[WORK TASK]: Report every line of the data where the string "Deserialize" appears.

[Opening EXCERPTED DATA section]

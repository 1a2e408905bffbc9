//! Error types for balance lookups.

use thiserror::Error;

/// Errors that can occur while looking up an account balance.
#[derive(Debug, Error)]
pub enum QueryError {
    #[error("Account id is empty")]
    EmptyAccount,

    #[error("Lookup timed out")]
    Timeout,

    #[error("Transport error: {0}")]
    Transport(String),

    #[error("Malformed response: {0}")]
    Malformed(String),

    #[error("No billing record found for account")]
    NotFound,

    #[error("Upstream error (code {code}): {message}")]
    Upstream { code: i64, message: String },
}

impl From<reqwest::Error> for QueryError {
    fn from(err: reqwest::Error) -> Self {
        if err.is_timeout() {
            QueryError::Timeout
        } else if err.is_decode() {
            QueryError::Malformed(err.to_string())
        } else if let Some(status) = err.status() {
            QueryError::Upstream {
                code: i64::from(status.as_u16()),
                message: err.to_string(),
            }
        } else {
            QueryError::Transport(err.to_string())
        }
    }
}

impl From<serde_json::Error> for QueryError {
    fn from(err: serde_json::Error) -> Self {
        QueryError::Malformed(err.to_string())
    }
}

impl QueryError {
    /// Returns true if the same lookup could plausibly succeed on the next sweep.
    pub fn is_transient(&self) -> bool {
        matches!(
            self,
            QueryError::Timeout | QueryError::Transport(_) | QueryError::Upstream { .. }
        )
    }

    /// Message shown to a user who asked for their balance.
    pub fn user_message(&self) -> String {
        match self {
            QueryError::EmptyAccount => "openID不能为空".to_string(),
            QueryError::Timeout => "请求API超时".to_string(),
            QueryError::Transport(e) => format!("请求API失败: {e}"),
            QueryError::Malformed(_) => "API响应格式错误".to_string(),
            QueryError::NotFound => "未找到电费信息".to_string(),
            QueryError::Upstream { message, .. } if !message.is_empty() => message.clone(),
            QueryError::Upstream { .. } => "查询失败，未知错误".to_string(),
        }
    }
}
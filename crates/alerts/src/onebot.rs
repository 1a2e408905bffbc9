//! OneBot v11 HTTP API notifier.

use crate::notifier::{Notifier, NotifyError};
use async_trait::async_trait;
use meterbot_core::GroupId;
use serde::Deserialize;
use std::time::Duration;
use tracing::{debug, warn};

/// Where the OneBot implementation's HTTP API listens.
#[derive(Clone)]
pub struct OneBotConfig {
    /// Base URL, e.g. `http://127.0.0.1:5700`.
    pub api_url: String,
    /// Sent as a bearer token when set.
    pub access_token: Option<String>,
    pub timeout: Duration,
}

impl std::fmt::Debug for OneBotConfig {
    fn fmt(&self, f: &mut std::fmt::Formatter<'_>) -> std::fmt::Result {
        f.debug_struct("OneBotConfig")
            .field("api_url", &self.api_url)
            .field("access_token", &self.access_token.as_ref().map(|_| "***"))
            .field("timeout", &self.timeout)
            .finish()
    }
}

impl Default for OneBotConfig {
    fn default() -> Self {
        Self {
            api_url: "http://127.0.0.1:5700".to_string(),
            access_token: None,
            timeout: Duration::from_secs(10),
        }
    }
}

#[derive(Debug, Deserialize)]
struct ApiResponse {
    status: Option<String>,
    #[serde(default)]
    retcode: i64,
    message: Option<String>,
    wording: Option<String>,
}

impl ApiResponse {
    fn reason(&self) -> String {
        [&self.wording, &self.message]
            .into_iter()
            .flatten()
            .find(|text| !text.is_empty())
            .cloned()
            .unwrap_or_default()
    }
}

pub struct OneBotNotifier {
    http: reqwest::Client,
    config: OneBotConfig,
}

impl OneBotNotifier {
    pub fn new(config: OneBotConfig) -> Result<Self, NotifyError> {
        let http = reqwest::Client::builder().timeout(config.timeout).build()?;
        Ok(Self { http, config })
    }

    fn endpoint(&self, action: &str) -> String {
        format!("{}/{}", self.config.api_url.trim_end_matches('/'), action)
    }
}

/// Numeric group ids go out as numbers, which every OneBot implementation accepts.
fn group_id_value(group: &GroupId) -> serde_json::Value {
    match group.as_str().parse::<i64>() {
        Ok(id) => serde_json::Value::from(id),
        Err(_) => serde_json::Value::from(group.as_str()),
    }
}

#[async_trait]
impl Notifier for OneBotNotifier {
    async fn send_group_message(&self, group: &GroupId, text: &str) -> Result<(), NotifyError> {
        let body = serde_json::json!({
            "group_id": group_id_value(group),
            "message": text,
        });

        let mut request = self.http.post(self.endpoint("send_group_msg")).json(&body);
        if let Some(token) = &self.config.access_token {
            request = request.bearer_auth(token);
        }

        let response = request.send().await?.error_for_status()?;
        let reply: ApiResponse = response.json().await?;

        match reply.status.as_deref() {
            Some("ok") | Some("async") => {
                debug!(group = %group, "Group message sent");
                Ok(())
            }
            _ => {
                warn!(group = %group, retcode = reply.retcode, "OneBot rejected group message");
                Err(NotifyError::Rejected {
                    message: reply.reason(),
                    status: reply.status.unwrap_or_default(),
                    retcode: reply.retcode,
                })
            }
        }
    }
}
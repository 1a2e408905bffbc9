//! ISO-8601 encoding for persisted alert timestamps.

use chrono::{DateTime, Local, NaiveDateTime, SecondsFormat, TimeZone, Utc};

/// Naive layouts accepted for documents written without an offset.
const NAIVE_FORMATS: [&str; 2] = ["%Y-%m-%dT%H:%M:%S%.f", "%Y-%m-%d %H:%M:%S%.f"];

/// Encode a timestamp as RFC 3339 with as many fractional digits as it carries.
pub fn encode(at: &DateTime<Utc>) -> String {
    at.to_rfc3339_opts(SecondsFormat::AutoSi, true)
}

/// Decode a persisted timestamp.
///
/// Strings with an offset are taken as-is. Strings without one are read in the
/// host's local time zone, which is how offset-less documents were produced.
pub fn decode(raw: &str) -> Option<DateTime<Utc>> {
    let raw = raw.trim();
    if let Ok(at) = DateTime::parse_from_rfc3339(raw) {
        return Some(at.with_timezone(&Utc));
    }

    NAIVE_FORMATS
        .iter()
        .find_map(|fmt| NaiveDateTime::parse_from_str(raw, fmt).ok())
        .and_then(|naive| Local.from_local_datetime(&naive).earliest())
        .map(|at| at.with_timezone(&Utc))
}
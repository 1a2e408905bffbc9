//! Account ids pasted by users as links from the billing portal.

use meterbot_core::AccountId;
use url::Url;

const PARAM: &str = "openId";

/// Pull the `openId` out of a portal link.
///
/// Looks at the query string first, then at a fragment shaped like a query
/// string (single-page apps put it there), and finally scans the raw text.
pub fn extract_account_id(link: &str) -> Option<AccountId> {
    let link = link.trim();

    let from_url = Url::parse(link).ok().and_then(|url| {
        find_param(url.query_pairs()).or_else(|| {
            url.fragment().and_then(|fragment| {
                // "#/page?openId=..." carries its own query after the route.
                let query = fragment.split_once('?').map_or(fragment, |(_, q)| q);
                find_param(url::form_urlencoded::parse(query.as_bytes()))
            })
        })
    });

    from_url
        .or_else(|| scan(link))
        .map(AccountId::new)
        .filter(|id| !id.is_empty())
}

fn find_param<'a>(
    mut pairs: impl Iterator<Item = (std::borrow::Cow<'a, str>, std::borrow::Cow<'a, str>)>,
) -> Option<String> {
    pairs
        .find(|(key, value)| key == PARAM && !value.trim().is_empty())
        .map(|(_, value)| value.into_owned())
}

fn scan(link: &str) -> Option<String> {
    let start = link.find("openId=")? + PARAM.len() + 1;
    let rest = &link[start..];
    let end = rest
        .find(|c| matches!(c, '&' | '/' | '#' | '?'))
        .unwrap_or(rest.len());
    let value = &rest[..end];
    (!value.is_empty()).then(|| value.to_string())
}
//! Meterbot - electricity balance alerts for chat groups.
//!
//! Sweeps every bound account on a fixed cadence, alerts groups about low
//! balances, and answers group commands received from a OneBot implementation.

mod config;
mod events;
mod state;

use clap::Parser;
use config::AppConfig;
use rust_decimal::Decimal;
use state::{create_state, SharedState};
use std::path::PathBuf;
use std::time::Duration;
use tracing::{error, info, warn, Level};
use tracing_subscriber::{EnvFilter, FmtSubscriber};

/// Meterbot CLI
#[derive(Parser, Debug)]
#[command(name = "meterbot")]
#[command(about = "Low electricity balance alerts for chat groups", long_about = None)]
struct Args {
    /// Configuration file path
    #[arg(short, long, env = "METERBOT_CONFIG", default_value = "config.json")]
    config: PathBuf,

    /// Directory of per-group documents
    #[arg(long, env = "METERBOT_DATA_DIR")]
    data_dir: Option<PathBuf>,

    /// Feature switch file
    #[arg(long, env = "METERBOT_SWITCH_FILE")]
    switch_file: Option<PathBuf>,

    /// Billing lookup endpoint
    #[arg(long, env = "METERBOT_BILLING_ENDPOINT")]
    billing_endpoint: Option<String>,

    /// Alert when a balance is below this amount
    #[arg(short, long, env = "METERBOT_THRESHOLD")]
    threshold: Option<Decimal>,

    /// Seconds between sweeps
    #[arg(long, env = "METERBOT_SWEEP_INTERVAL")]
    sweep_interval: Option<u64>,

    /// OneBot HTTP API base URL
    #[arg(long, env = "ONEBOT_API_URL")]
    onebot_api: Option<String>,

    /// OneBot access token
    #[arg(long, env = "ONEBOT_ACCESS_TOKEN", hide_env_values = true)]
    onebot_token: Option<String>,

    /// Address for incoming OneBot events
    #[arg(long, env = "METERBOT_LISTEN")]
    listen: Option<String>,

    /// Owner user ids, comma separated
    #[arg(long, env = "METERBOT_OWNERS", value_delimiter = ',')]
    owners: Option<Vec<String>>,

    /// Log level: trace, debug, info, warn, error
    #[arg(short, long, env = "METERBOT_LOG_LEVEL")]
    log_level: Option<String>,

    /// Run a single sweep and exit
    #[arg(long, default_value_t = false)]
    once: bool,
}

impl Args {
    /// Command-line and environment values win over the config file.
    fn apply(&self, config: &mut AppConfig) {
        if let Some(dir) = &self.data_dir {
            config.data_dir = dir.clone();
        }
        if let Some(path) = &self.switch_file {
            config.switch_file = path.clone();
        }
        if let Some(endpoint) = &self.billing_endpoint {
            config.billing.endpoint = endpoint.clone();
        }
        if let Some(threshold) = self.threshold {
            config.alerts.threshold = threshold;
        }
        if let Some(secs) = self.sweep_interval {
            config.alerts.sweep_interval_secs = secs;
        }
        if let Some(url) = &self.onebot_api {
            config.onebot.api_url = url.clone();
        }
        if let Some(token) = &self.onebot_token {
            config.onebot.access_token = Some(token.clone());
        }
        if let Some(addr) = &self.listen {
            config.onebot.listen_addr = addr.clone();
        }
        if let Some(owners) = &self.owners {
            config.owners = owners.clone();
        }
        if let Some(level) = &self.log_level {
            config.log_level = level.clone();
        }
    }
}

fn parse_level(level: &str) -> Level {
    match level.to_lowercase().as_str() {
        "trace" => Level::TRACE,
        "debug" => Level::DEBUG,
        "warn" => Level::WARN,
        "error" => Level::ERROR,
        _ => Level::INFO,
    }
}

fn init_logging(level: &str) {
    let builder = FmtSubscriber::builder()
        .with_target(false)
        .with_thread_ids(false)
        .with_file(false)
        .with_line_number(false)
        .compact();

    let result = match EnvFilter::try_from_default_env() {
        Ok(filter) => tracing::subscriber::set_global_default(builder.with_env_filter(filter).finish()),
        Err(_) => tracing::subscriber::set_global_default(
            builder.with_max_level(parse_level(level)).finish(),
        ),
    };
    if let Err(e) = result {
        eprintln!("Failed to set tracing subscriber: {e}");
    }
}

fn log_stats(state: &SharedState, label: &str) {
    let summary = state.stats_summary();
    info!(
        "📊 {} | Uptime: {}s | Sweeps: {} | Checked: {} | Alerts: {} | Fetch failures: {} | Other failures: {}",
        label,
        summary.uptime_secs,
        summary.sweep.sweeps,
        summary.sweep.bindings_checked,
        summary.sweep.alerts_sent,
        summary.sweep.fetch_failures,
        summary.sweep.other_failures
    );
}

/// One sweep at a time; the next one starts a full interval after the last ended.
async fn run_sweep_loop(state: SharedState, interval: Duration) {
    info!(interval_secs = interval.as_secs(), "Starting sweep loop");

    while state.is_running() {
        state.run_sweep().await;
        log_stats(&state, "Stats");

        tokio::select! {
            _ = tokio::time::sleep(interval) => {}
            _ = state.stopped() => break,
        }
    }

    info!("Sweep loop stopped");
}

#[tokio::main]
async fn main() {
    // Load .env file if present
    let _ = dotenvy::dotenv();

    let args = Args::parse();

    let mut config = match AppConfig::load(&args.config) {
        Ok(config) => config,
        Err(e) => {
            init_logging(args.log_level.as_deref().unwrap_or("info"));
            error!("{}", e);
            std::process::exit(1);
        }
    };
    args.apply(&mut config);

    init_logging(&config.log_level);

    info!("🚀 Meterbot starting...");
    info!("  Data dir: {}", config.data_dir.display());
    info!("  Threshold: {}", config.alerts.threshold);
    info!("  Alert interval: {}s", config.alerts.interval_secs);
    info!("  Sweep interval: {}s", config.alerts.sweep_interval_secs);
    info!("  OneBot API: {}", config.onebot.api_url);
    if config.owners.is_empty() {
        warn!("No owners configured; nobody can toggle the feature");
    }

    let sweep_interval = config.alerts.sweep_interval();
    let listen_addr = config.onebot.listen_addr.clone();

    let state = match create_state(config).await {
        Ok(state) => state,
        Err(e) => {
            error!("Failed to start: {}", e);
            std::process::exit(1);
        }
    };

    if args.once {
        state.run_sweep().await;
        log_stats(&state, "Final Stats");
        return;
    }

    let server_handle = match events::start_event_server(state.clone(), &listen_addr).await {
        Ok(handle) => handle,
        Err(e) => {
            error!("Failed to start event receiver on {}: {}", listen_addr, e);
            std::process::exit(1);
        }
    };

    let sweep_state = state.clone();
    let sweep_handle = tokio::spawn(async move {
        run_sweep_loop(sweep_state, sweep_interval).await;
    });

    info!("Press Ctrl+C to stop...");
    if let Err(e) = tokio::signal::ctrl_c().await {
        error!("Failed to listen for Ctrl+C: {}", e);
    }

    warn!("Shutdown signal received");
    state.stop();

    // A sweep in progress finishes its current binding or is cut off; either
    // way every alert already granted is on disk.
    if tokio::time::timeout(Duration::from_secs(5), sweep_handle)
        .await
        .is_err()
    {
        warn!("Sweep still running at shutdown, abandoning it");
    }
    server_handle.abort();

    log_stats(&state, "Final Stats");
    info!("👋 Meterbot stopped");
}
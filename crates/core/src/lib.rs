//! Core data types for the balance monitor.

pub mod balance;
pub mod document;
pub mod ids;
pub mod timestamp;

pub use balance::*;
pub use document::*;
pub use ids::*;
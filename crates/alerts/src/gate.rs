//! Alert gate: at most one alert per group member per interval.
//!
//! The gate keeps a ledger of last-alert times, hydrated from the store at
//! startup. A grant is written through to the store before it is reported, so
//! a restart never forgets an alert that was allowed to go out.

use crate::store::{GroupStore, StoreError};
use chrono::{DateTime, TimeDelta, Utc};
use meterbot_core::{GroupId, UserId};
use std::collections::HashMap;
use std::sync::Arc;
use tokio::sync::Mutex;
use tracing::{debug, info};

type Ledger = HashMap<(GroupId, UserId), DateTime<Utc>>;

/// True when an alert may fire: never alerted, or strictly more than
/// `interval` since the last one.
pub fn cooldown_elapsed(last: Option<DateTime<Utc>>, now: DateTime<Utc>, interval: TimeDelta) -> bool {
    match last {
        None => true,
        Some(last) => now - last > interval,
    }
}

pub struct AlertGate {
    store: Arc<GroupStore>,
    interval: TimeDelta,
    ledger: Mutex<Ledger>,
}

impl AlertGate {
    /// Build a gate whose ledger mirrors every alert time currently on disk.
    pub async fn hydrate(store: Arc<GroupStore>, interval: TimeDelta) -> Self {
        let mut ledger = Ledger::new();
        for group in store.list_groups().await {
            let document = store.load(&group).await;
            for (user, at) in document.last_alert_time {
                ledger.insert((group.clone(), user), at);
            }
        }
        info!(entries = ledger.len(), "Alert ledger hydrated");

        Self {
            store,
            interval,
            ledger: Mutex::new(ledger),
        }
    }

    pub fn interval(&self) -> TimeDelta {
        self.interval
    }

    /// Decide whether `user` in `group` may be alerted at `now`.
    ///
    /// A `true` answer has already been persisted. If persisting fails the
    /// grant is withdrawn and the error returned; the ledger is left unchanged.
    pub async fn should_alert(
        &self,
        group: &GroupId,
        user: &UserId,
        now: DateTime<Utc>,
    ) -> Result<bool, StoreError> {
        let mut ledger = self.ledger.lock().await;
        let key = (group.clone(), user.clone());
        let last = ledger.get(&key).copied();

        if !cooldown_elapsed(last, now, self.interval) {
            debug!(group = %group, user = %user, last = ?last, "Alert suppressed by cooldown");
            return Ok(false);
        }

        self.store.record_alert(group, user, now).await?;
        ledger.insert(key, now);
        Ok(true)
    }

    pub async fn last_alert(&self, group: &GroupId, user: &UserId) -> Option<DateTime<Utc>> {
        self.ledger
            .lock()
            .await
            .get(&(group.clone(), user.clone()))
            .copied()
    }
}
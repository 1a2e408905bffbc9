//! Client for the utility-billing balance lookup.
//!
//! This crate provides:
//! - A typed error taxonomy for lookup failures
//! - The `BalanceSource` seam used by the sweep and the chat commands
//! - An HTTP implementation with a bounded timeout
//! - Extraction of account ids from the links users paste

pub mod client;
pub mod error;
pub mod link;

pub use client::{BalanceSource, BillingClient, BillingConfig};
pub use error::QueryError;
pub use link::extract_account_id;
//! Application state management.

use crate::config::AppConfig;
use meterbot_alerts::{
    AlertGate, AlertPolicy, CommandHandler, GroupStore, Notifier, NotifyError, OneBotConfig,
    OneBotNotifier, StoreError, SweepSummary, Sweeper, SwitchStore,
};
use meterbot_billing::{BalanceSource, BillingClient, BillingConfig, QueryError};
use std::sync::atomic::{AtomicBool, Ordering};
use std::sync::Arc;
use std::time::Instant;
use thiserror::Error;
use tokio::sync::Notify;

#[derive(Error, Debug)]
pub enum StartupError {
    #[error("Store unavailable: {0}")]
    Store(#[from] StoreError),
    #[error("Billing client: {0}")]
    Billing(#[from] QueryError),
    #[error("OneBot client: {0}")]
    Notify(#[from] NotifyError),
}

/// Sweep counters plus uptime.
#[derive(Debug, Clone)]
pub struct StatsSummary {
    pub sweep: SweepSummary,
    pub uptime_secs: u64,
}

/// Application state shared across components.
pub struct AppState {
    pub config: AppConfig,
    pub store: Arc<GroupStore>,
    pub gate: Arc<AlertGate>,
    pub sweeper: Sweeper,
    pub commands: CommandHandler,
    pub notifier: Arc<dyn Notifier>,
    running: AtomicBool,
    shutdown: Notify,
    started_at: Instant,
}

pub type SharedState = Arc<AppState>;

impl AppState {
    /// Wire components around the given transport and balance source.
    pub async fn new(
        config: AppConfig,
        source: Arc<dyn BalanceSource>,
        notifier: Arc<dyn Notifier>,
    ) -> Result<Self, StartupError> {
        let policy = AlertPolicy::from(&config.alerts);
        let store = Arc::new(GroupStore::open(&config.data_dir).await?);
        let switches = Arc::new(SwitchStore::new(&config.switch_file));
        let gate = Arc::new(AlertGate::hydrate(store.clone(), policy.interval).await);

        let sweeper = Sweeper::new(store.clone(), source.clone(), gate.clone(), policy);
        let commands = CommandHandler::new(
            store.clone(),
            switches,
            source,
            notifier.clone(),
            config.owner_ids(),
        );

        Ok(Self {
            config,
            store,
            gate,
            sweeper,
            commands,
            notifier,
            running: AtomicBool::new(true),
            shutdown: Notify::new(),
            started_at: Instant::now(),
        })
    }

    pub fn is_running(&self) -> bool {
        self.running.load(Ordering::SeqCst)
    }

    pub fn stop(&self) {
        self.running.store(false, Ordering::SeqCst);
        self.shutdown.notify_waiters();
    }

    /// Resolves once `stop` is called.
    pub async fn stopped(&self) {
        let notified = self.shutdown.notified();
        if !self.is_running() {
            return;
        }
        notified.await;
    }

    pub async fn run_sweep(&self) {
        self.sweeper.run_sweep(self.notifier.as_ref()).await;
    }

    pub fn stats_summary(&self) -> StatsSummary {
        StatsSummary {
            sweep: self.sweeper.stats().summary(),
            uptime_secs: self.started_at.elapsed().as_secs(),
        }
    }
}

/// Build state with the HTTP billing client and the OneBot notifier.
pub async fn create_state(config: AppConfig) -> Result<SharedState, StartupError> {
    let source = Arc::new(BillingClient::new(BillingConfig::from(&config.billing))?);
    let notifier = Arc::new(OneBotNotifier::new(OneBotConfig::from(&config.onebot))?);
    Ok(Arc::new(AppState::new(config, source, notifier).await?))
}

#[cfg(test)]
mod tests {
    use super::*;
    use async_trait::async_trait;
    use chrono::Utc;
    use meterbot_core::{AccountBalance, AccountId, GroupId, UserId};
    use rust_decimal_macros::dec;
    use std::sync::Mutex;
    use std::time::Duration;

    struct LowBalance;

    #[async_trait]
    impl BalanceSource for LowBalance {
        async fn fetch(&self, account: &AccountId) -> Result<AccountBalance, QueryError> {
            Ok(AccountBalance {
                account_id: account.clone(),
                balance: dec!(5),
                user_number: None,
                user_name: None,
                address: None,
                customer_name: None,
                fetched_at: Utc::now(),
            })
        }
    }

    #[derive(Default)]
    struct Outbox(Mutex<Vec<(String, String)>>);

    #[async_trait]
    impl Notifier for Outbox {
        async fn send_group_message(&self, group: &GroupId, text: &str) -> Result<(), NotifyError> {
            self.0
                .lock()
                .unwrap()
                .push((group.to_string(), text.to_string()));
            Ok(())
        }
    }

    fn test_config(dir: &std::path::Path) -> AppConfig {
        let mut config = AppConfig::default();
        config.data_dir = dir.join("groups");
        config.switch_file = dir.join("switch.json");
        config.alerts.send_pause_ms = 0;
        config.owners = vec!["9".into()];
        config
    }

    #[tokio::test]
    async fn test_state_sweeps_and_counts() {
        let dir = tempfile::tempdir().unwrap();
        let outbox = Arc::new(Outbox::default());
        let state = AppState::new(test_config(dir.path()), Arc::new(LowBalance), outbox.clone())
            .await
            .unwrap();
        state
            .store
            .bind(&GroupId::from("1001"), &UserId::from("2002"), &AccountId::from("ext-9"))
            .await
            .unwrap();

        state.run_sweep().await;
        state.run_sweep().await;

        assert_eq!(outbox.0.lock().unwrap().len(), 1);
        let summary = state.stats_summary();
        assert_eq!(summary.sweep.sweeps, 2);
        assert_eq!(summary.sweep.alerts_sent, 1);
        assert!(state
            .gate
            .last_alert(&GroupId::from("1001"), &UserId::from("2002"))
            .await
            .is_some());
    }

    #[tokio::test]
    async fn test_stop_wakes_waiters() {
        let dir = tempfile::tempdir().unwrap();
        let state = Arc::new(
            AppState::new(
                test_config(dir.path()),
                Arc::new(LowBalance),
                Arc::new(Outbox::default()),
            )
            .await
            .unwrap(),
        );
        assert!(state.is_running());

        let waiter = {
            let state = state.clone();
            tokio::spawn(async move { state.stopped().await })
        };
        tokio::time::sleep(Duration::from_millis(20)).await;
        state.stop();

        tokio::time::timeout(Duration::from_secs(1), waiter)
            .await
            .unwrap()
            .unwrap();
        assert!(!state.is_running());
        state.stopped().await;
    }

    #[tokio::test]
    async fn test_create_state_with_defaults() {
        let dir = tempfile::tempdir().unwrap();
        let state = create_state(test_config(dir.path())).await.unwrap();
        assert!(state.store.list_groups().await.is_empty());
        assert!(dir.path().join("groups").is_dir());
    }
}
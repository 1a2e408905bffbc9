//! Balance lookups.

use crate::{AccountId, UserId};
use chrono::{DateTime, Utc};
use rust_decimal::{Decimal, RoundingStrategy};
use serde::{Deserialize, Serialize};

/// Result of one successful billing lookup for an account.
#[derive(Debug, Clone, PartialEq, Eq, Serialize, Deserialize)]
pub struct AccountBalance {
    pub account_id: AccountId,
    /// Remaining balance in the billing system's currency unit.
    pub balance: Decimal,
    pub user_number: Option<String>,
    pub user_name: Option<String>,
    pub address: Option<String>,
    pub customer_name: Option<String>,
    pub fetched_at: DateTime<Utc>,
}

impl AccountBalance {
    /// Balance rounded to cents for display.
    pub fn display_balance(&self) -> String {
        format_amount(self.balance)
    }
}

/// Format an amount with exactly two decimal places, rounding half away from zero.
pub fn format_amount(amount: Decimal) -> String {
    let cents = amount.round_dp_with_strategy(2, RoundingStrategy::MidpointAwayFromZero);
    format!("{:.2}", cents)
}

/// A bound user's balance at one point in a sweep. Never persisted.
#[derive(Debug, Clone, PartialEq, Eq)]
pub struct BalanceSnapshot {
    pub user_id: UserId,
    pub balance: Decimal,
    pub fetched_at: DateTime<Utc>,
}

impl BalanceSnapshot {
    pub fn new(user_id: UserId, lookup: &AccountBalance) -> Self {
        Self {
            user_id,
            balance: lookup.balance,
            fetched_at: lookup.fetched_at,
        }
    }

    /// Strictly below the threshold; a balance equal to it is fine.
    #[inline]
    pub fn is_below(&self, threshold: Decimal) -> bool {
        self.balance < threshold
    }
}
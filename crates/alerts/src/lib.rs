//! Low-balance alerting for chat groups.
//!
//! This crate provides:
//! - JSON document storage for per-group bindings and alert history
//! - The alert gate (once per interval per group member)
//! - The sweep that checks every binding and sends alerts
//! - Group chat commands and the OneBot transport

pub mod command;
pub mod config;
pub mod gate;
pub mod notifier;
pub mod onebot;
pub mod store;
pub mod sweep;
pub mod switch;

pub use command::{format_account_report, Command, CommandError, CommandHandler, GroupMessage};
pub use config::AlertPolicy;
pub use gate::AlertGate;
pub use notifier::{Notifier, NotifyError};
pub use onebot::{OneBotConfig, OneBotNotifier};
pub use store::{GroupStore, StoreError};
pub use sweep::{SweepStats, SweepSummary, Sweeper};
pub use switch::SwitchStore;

[Closing EXCERPTED DATA section]

[ANSWER TO THIS PROBLEM]:
use serde::Deserialize;
#[derive(Debug, Deserialize)]
use serde::{Deserialize, Serialize};
#[derive(Debug, Clone, PartialEq, Eq, Serialize, Deserialize)]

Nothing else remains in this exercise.